Golçak Yapımı: Kendir ekildiği zamanlarda oynanırdı.
Kabak Yaprağından Düdük: Büyük kabak yapraklarının sapından yapılan düdük.
Kayıncak: Bir tahta üzerine binerek çimenlik bayır aşağı kayılır.
Körebe Oyunu:
Kuyu Oyunu:
Meyve ve Bostan Yeme Oyunu: Çocukların hep birlikte meyve ağaçlarına çıkıp meyve yiyerek vakit geçirmeleri bir oyun havasında olur. Bu oyun sırasında başkalarının meyve ağaçlarına çıkılırdı. Ağaçlara çıkılmasın diye gövdeye diken (çort) sarılırdı. Buna “goruk” denir. Aynı şekilde tarlalardan salatalık (bostan) alınır ve paylaşılırdı.
Yüzme : Sıcak günlerde gruplar halinde dereye yüzmeye gitmek de oyun sayılır. Derelerin önü kesilerek yapılan göllerde yüzme bu oyuna dahil edilebilir.
Mıras Oyunu: Deniz kıyısında bulunan yuvarlak taşlar başka taşlarla sürtülerek daha da yuvarlaklaştırılır, tereyağı ile yağlanır. Buna “çay daşı mırası” denir. Belirli yerlerden çıkan daha yumuşak taşlar yine sürtülerek yuvarlaklaştırılır. Buna “ehya mırası” denir. Camdan misketlere “cam mırası” denir. Mıras oyununda düğmeler (gopça) belirli aralıklarla dikine yere dizilirse, buna “gopça oyunu” denir. Bu düğmelerden büyüklerine “lepdürmeç” denir. Çocuklar bu oyun için evdeki giyim eşyalarının düğmelerini, beşik dastarlarının düğmelerini çalarlar.
Pattavuç: Kamıştan ya da içi boş dallardan yapılan aletle küçük meyve çekirdekleri bir çubuk sokarak üfleyip uzağa fırlatılır.
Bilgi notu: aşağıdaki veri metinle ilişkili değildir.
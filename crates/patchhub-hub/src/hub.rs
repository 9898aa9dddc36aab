//! The orchestrator: rate limiting, caching and delegation.

use std::fmt;
use std::sync::Arc;
use std::time::Duration;

use tracing::{debug, warn};

use crate::artifact::ArtifactKind;
use crate::cache::ResultCache;
use crate::clock::{Clock, SystemClock};
use crate::error::{HubError, HubResult};
use crate::installer::{DEFAULT_FETCH_TIMEOUT, InstallOutcome, SecureInstaller};
use crate::ports::{ArchiveFetcher, DirectoryMover, InstallFinalizer};
use crate::rate_limit::{Operation, RateLimiter};
use crate::registry::{RegistrySearch, SearchQuery};
use crate::render::SearchPayload;
use crate::validate::UrlValidator;

/// Default publisher organization.
pub const DEFAULT_PUBLISHER_ORG: &str = "Sudo-WP";

/// Tunables injected at construction.
#[derive(Debug, Clone, PartialEq, Eq)]
pub struct HubSettings {
    /// Organization every search and install is scoped to.
    pub publisher_org: String,
    /// Seconds between searches per caller.
    pub search_window_secs: u64,
    /// Seconds between installs per caller.
    pub install_window_secs: u64,
    /// Seconds a rendered search stays cached.
    pub cache_ttl_secs: u64,
    /// Overall archive download timeout.
    pub fetch_timeout: Duration,
}

impl Default for HubSettings {
    fn default() -> Self {
        Self {
            publisher_org: DEFAULT_PUBLISHER_ORG.to_owned(),
            search_window_secs: 2,
            install_window_secs: 10,
            cache_ttl_secs: 300,
            fetch_timeout: DEFAULT_FETCH_TIMEOUT,
        }
    }
}

/// Search and install entry point. `Send + Sync`; share it behind an `Arc`.
pub struct Hub {
    settings: HubSettings,
    registry: Arc<dyn RegistrySearch>,
    limiter: RateLimiter,
    cache: ResultCache,
    installer: SecureInstaller,
}

impl fmt::Debug for Hub {
    fn fmt(&self, f: &mut fmt::Formatter<'_>) -> fmt::Result {
        f.debug_struct("Hub")
            .field("settings", &self.settings)
            .field("limiter", &self.limiter)
            .field("cache", &self.cache)
            .finish_non_exhaustive()
    }
}

/// Builder for [`Hub`].
pub struct HubBuilder {
    settings: HubSettings,
    clock: Arc<dyn Clock>,
    registry: Arc<dyn RegistrySearch>,
    fetcher: Arc<dyn ArchiveFetcher>,
    mover: Arc<dyn DirectoryMover>,
    finalizer: Arc<dyn InstallFinalizer>,
}

impl HubBuilder {
    /// Use a specific clock for cache and rate-limit expiry.
    #[must_use]
    pub fn clock(mut self, clock: Arc<dyn Clock>) -> Self {
        self.clock = clock;
        self
    }

    /// Override the settings.
    #[must_use]
    pub fn settings(mut self, settings: HubSettings) -> Self {
        self.settings = settings;
        self
    }

    /// Build the hub.
    #[must_use]
    pub fn build(self) -> Hub {
        let installer = SecureInstaller::new(
            UrlValidator::new(self.settings.publisher_org.clone()),
            self.fetcher,
            self.mover,
            self.finalizer,
        )
        .with_fetch_timeout(self.settings.fetch_timeout);

        Hub {
            limiter: RateLimiter::new(self.clock.clone()),
            cache: ResultCache::new(self.clock),
            settings: self.settings,
            registry: self.registry,
            installer,
        }
    }
}

impl Hub {
    /// Start building a hub from its collaborators.
    #[must_use]
    pub fn builder(
        registry: Arc<dyn RegistrySearch>,
        fetcher: Arc<dyn ArchiveFetcher>,
        mover: Arc<dyn DirectoryMover>,
        finalizer: Arc<dyn InstallFinalizer>,
    ) -> HubBuilder {
        HubBuilder {
            settings: HubSettings::default(),
            clock: Arc::new(SystemClock),
            registry,
            fetcher,
            mover,
            finalizer,
        }
    }

    /// Current settings.
    #[must_use]
    pub fn settings(&self) -> &HubSettings {
        &self.settings
    }

    /// Search the publisher organization and return the rendered payload.
    ///
    /// # Errors
    ///
    /// [`HubError::TooManyRequests`] inside the caller's search window, or
    /// the registry errors. Errors are never cached.
    pub async fn search(
        &self,
        identity: &str,
        term: &str,
        kind: ArtifactKind,
    ) -> HubResult<String> {
        if !self
            .limiter
            .allow(identity, Operation::Search, self.settings.search_window_secs)
        {
            debug!(identity, "search rate limited");
            return Err(HubError::TooManyRequests);
        }

        let query = SearchQuery::new(term, kind, self.settings.publisher_org.clone());
        let fingerprint = query.fingerprint();
        if let Some(payload) = self.cache.get(&fingerprint) {
            debug!(%fingerprint, "search cache hit");
            return Ok(payload);
        }

        let items = self.registry.search(&query).await.map_err(|e| {
            warn!(error = %e, "registry search failed");
            HubError::from(e)
        })?;
        let payload =
            SearchPayload::from_items(&items, kind, &self.settings.publisher_org).to_json()?;
        self.cache
            .put(&fingerprint, payload.clone(), self.settings.cache_ttl_secs);
        Ok(payload)
    }

    /// Install an artifact from a validated archive URL.
    ///
    /// # Errors
    ///
    /// [`HubError::TooManyRequests`] inside the caller's install window,
    /// otherwise whatever [`SecureInstaller::install`] returns.
    pub async fn install(
        &self,
        identity: &str,
        url: &str,
        identifier: &str,
        kind: ArtifactKind,
    ) -> HubResult<InstallOutcome> {
        if !self
            .limiter
            .allow(identity, Operation::Install, self.settings.install_window_secs)
        {
            debug!(identity, "install rate limited");
            return Err(HubError::TooManyRequests);
        }
        self.installer.install(url, identifier, kind).await
    }
}
//! GitHub search API client.

use std::fmt;
use std::sync::Arc;
use std::time::Duration;

use async_trait::async_trait;
use futures::StreamExt;
use reqwest::StatusCode;
use tracing::{debug, warn};

use super::parse::parse_search_response;
use super::{RegistryError, RegistrySearch, SearchQuery, SearchResultItem};
use crate::error::{HubError, HubResult};
use crate::ports::CredentialStore;

/// Default search API base.
pub const DEFAULT_API_BASE: &str = "https://api.github.com";

/// Default `User-Agent` for upstream requests.
pub const DEFAULT_USER_AGENT: &str = concat!("PatchHub/", env!("CARGO_PKG_VERSION"));

/// Search responses larger than this are refused (2 MiB).
pub const MAX_RESPONSE_BYTES: u64 = 2 * 1024 * 1024;

/// Default request timeout.
const DEFAULT_TIMEOUT: Duration = Duration::from_secs(15);

/// Connection timeout, capped by the request timeout.
const CONNECT_TIMEOUT: Duration = Duration::from_secs(10);

/// Search client for the GitHub repository search endpoint.
///
/// Issues exactly one request per search, never follows redirects, and
/// attaches a bearer token when the credential store has one.
pub struct GithubRegistryClient {
    client: reqwest::Client,
    api_base: String,
    credentials: Option<Arc<dyn CredentialStore>>,
    max_response_bytes: u64,
}

impl fmt::Debug for GithubRegistryClient {
    fn fmt(&self, f: &mut fmt::Formatter<'_>) -> fmt::Result {
        f.debug_struct("GithubRegistryClient")
            .field("api_base", &self.api_base)
            .field("has_credentials", &self.credentials.is_some())
            .finish_non_exhaustive()
    }
}

impl GithubRegistryClient {
    /// Create a client with the default base URL, user agent and timeout.
    ///
    /// # Errors
    ///
    /// Returns [`HubError::RegistryUnavailable`] if the HTTP client cannot be
    /// built (e.g. TLS backend unavailable).
    pub fn new() -> HubResult<Self> {
        Self::with_options(DEFAULT_API_BASE, DEFAULT_USER_AGENT, DEFAULT_TIMEOUT)
    }

    /// Create a client with explicit settings.
    ///
    /// # Errors
    ///
    /// Returns [`HubError::RegistryUnavailable`] if the HTTP client cannot be
    /// built.
    pub fn with_options(api_base: &str, user_agent: &str, timeout: Duration) -> HubResult<Self> {
        let client = reqwest::Client::builder()
            .timeout(timeout)
            .connect_timeout(CONNECT_TIMEOUT.min(timeout))
            .redirect(reqwest::redirect::Policy::none())
            .user_agent(user_agent)
            .build()
            .map_err(|e| {
                HubError::RegistryUnavailable(format!("failed to build HTTP client: {e}"))
            })?;

        Ok(Self {
            client,
            api_base: api_base.trim_end_matches('/').to_owned(),
            credentials: None,
            max_response_bytes: MAX_RESPONSE_BYTES,
        })
    }

    /// Attach a credential store for the bearer token.
    #[must_use]
    pub fn with_credentials(mut self, store: Arc<dyn CredentialStore>) -> Self {
        self.credentials = Some(store);
        self
    }

    /// Override the response size cap.
    #[must_use]
    pub fn with_max_response_bytes(mut self, bytes: u64) -> Self {
        self.max_response_bytes = bytes;
        self
    }

    fn endpoint(&self) -> String {
        format!("{}/search/repositories", self.api_base)
    }

    async fn read_body(&self, response: reqwest::Response) -> Result<Vec<u8>, RegistryError> {
        if let Some(len) = response.content_length()
            && len > self.max_response_bytes
        {
            return Err(RegistryError::UnexpectedSchema("response is too large".into()));
        }

        let mut stream = response.bytes_stream();
        let mut body = Vec::new();
        let mut received: u64 = 0;
        while let Some(chunk) = stream.next().await {
            let chunk = chunk.map_err(|e| RegistryError::Unavailable(e.without_url().to_string()))?;
            received = received.saturating_add(chunk.len() as u64);
            if received > self.max_response_bytes {
                return Err(RegistryError::UnexpectedSchema("response is too large".into()));
            }
            body.extend_from_slice(&chunk);
        }
        Ok(body)
    }
}

#[async_trait]
impl RegistrySearch for GithubRegistryClient {
    async fn search(&self, query: &SearchQuery) -> Result<Vec<SearchResultItem>, RegistryError> {
        let q = query.upstream_query();
        debug!(q = %q, kind = %query.kind, "querying registry");

        let mut request = self
            .client
            .get(self.endpoint())
            .query(&[("q", q.as_str())])
            .header(reqwest::header::ACCEPT, "application/vnd.github+json");
        if let Some(token) = self.credentials.as_ref().and_then(|c| c.get_token()) {
            request = request.bearer_auth(token);
        }

        let response = request.send().await.map_err(|e| {
            let e = e.without_url();
            warn!(error = %e, "registry request failed");
            RegistryError::Unavailable(if e.is_timeout() {
                "request timed out".into()
            } else {
                "request failed".into()
            })
        })?;

        let status = response.status();
        if status == StatusCode::FORBIDDEN || status == StatusCode::TOO_MANY_REQUESTS {
            warn!(%status, "registry rate limited the request");
            return Err(RegistryError::RateLimited);
        }
        if status.is_server_error() {
            warn!(%status, "registry server error");
            return Err(RegistryError::Unavailable(format!("registry returned {status}")));
        }
        if !status.is_success() {
            warn!(%status, "unexpected registry status");
            return Err(RegistryError::UnexpectedSchema(format!(
                "registry returned {status}"
            )));
        }

        let body = self.read_body(response).await?;
        let items = parse_search_response(&body, &query.publisher_org)?;
        debug!(count = items.len(), "registry search complete");
        Ok(items)
    }
}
Sapangaya: Kendirden örülen 1 ya da 1,5 m uzunluğundaki bir sicimin tam ortasında taş koyma yeri var. Taş koyulduktan sonra sicimin iki ucunu tutup havada iyice çevirdikten sonra sicimin bir ucunu bırakarak taş hızla fırlatılıyor.
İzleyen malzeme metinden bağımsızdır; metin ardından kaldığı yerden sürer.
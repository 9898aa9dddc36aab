//! Registry token storage.
//!
//! The token lives in a small TOML file next to the user config with owner-only
//! permissions. It is never logged and never appears in `Debug` output.

use std::fmt;
use std::io::Write;
use std::path::{Path, PathBuf};
use std::sync::Mutex;

use serde::{Deserialize, Serialize};
use tracing::debug;

use crate::error::{HubError, HubResult};
use crate::ports::CredentialStore;

/// Shown in place of a configured token. Reveals nothing about its value or
/// length.
pub const TOKEN_MASK: &str = "****************";

/// Credentials files larger than this are refused.
const MAX_CREDENTIALS_FILE_SIZE: u64 = 64 * 1024;

/// Normalize user input for a token update.
///
/// Returns `None` for empty or whitespace-only input, meaning "keep the
/// existing token".
#[must_use]
pub fn normalize_token(input: &str) -> Option<String> {
    let trimmed = input.trim();
    (!trimmed.is_empty()).then(|| trimmed.to_owned())
}

/// Display form of an optional token.
#[must_use]
pub fn mask_token(token: Option<&str>) -> &'static str {
    match token {
        Some(t) if !t.is_empty() => TOKEN_MASK,
        _ => "not set",
    }
}

#[derive(Default, Serialize, Deserialize)]
struct CredentialsFile {
    #[serde(default, skip_serializing_if = "Option::is_none")]
    github_token: Option<String>,
}

/// [`CredentialStore`] backed by a TOML file.
///
/// A token stored in the file wins over the `fallback` token supplied at
/// construction (usually from config or the environment).
pub struct FileCredentialStore {
    path: PathBuf,
    fallback: Option<String>,
    write_lock: Mutex<()>,
}

impl fmt::Debug for FileCredentialStore {
    fn fmt(&self, f: &mut fmt::Formatter<'_>) -> fmt::Result {
        f.debug_struct("FileCredentialStore")
            .field("path", &self.path)
            .field("fallback", &self.fallback.as_ref().map(|_| "[REDACTED]"))
            .finish_non_exhaustive()
    }
}

impl FileCredentialStore {
    /// Create a store reading and writing `path`.
    #[must_use]
    pub fn new(path: impl Into<PathBuf>) -> Self {
        Self {
            path: path.into(),
            fallback: None,
            write_lock: Mutex::new(()),
        }
    }

    /// Token to report when the file holds none.
    #[must_use]
    pub fn with_fallback(mut self, token: Option<String>) -> Self {
        self.fallback = token.as_deref().and_then(normalize_token);
        self
    }

    /// Path of the credentials file.
    #[must_use]
    pub fn path(&self) -> &Path {
        &self.path
    }

    fn read_file(&self) -> HubResult<CredentialsFile> {
        let meta = match std::fs::metadata(&self.path) {
            Ok(meta) => meta,
            Err(e) if e.kind() == std::io::ErrorKind::NotFound => {
                return Ok(CredentialsFile::default());
            },
            Err(e) => return Err(HubError::Credentials(format!("cannot stat file: {e}"))),
        };
        if meta.len() > MAX_CREDENTIALS_FILE_SIZE {
            return Err(HubError::Credentials("credentials file is too large".into()));
        }
        let content = std::fs::read_to_string(&self.path)
            .map_err(|e| HubError::Credentials(format!("cannot read file: {e}")))?;
        toml::from_str(&content)
            .map_err(|_| HubError::Credentials("credentials file is not valid TOML".into()))
    }

    fn write_file(&self, file: &CredentialsFile) -> HubResult<()> {
        let parent = self.path.parent().unwrap_or(Path::new("."));
        std::fs::create_dir_all(parent)
            .map_err(|e| HubError::Credentials(format!("cannot create directory: {e}")))?;

        let body = toml::to_string(file)
            .map_err(|e| HubError::Credentials(format!("cannot serialize: {e}")))?;

        let mut tmp = tempfile::NamedTempFile::new_in(parent)
            .map_err(|e| HubError::Credentials(format!("cannot create temp file: {e}")))?;

        #[cfg(unix)]
        {
            use std::os::unix::fs::PermissionsExt;
            tmp.as_file()
                .set_permissions(std::fs::Permissions::from_mode(0o600))
                .map_err(|e| HubError::Credentials(format!("cannot set permissions: {e}")))?;
        }

        tmp.write_all(body.as_bytes())
            .and_then(|()| tmp.as_file().sync_all())
            .map_err(|e| HubError::Credentials(format!("cannot write temp file: {e}")))?;

        tmp.persist(&self.path)
            .map_err(|e| HubError::Credentials(format!("cannot replace file: {}", e.error)))?;

        debug!(path = %self.path.display(), "saved credentials");
        Ok(())
    }
}

impl CredentialStore for FileCredentialStore {
    fn get_token(&self) -> Option<String> {
        let stored = match self.read_file() {
            Ok(file) => file.github_token.as_deref().and_then(normalize_token),
            Err(e) => {
                debug!(error = %e, "ignoring unreadable credentials file");
                None
            },
        };
        stored.or_else(|| self.fallback.clone())
    }

    fn set_token(&self, token: &str) -> HubResult<bool> {
        let Some(token) = normalize_token(token) else {
            return Ok(false);
        };
        let _guard = self
            .write_lock
            .lock()
            .map_err(|_| HubError::Credentials("credential store lock poisoned".into()))?;

        // An unreadable file is left alone rather than overwritten.
        let mut file = self.read_file()?;
        file.github_token = Some(token);
        self.write_file(&file)?;
        Ok(true)
    }
}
Sapantaşı: Çatal biçimli dal paçasının iki ucuna lastik bağlanarak yapılan alet. Lastiklerin ortasındaki yere taş koyularak lastik gerdirilir ve taş fırlatılır.BAKINIZ
Sucukluk: Kamıştan yapılan aletle su fışkırtmaya yarar.
Tahta Araba oyunu: Arkada iki tekerlek, önde direksiyonu olan tahta tekerlekli oyuncak çok sevilirdi. Tabi yolun aşağı doğru eğimli olması güzeldi. (Not: Fotodaki araba gelişmiş bir örnek. tekerlerini de biz yapardık. Bu tekerler bizden değil)
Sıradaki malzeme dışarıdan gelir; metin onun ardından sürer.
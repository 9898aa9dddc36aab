//! `patchhub token` - manage the registry access token.

use std::io::BufRead;

use anyhow::{Context, Result};
use patchhub_hub::{CredentialStore, mask_token};
use serde_json::json;

use crate::OutputFormat;
use crate::context::HubContext;
use crate::theme::Theme;

/// Store a token. Reads one line from stdin when `value` is absent.
/// Blank input keeps the existing token.
pub(crate) fn set_token(ctx: &HubContext, value: Option<String>) -> Result<()> {
    let value = match value {
        Some(v) => v,
        None => {
            eprintln!("{}", Theme::info("Paste token and press Enter:"));
            let mut line = String::new();
            std::io::stdin()
                .lock()
                .read_line(&mut line)
                .context("failed to read token from stdin")?;
            line
        },
    };

    if ctx.credentials.set_token(&value)? {
        println!(
            "{}",
            Theme::success(&format!(
                "Token saved to {}",
                ctx.credentials.path().display()
            ))
        );
    } else {
        println!(
            "{}",
            Theme::warning("Empty token ignored; existing token kept.")
        );
    }
    Ok(())
}

/// Show whether a token is configured, masked.
pub(crate) fn token_status(ctx: &HubContext, format: OutputFormat) -> Result<()> {
    let token = ctx.credentials.get_token();
    let masked = mask_token(token.as_deref());
    match format {
        OutputFormat::Json => println!(
            "{}",
            serde_json::to_string_pretty(&json!({
                "configured": token.is_some(),
                "token": masked,
                "path": ctx.credentials.path().display().to_string(),
            }))?
        ),
        OutputFormat::Pretty => {
            println!("{}", Theme::header("Registry token"));
            println!("  Token: {masked}");
            println!(
                "  File:  {}",
                Theme::dimmed(&ctx.credentials.path().display().to_string())
            );
            if token.is_none() {
                println!(
                    "{}",
                    Theme::info("Without a token, searches share a low anonymous rate limit.")
                );
            }
        },
    }
    Ok(())
}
Top Oyunu: Kesilen hayvanların idrar torbası (suluk) şişirilip dışına ip veya bez parçaları sarılarak elde yapılan top ile oynanır.
Deynek Tenme Oyunu: Çimenlik bir alanda ağu çalısından yapılan deynekleri yere vurarak sektirme oyunudur. Oyunda değneği en çok sektiren ve en uzağa fırlatan oyunu kazanır.
Zifir Oyunu: Bu oyun için geniş bir çimenlik gereklidir. Ütük’de bu oyunun oynandığı yere “Zifir Çimeni” denmiştir.
Zili Çıkartmak: Baharda yeni çıkan ince dalların kabuğunu bütün olarak çıkartıp bir ucunu ezerek ağızda öttürmeğe yarar.